> _DIRECTIONS_: Please give back word for word the lines below, from the first one through the one with "the registry row.".
▬▬▬
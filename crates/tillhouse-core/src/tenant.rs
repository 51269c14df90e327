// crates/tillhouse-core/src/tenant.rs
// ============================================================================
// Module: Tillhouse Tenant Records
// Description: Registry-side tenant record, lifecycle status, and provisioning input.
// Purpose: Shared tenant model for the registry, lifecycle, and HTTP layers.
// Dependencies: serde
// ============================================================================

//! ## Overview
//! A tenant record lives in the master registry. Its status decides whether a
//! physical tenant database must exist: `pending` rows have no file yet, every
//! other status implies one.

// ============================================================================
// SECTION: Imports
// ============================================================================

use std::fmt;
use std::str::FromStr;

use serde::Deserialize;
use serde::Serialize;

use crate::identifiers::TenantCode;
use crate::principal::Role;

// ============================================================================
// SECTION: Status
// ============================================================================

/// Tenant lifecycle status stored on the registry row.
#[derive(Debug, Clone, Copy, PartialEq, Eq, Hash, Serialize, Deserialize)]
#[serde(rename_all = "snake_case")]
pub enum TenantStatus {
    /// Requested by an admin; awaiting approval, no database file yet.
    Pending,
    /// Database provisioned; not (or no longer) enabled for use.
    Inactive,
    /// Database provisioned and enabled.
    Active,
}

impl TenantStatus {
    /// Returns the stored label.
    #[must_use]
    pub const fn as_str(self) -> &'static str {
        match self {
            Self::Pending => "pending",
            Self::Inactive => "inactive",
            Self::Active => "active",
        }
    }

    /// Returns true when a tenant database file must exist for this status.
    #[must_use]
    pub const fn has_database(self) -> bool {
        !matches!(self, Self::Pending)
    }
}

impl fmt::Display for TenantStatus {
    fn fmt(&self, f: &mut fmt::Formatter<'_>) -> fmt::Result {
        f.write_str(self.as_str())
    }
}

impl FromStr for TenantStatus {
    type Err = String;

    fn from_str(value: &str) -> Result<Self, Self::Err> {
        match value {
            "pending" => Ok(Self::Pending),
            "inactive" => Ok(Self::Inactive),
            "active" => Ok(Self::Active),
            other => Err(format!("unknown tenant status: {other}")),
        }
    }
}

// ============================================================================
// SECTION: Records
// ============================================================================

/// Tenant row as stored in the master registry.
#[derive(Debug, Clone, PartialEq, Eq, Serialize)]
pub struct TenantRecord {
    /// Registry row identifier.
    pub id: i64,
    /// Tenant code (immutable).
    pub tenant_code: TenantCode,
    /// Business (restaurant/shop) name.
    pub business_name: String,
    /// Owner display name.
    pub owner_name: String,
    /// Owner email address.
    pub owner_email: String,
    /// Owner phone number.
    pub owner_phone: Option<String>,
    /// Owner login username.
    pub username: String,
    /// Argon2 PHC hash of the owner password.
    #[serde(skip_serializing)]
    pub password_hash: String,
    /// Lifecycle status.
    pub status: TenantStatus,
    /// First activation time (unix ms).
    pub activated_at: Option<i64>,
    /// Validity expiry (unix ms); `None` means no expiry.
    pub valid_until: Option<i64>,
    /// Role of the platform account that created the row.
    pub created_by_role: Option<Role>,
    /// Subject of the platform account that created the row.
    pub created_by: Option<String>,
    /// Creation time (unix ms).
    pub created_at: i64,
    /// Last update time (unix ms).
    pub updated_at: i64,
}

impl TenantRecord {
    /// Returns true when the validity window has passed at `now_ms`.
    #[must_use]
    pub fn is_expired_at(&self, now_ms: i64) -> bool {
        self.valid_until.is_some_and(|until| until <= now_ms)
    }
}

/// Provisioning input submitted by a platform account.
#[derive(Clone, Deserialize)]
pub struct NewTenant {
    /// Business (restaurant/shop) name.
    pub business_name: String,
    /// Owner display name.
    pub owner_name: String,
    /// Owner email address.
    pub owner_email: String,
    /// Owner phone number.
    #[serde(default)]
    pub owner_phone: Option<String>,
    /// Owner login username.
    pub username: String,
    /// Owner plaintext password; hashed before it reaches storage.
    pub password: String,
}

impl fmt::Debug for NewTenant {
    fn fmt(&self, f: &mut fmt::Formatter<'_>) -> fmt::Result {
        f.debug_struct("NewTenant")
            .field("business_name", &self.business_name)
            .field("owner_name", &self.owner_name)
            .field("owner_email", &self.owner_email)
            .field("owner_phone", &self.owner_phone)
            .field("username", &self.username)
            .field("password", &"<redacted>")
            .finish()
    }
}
▬▬▬
> _ANSWER TO THE PROBLEM_:
filename crates/tillhouse-core/src/tenant.rs
repository 51269c14df90e327
// crates/tillhouse-core/src/tenant.rs
// ============================================================================
// Module: Tillhouse Tenant Records
// Description: Registry-side tenant record, lifecycle status, and provisioning input.
// Purpose: Shared tenant model for the registry, lifecycle, and HTTP layers.
// Dependencies: serde
// ============================================================================

//! ## Overview
//! A tenant record lives in the master registry. Its status decides whether a
//! physical tenant database must exist: `pending` rows have no file yet, every
//! other status implies one.

// ============================================================================
// SECTION: Imports
// ============================================================================

use std::fmt;
use std::str::FromStr;

use serde::Deserialize;
use serde::Serialize;

use crate::identifiers::TenantCode;
use crate::principal::Role;

// ============================================================================
// SECTION: Status
// ============================================================================

/// Tenant lifecycle status stored on the registry row.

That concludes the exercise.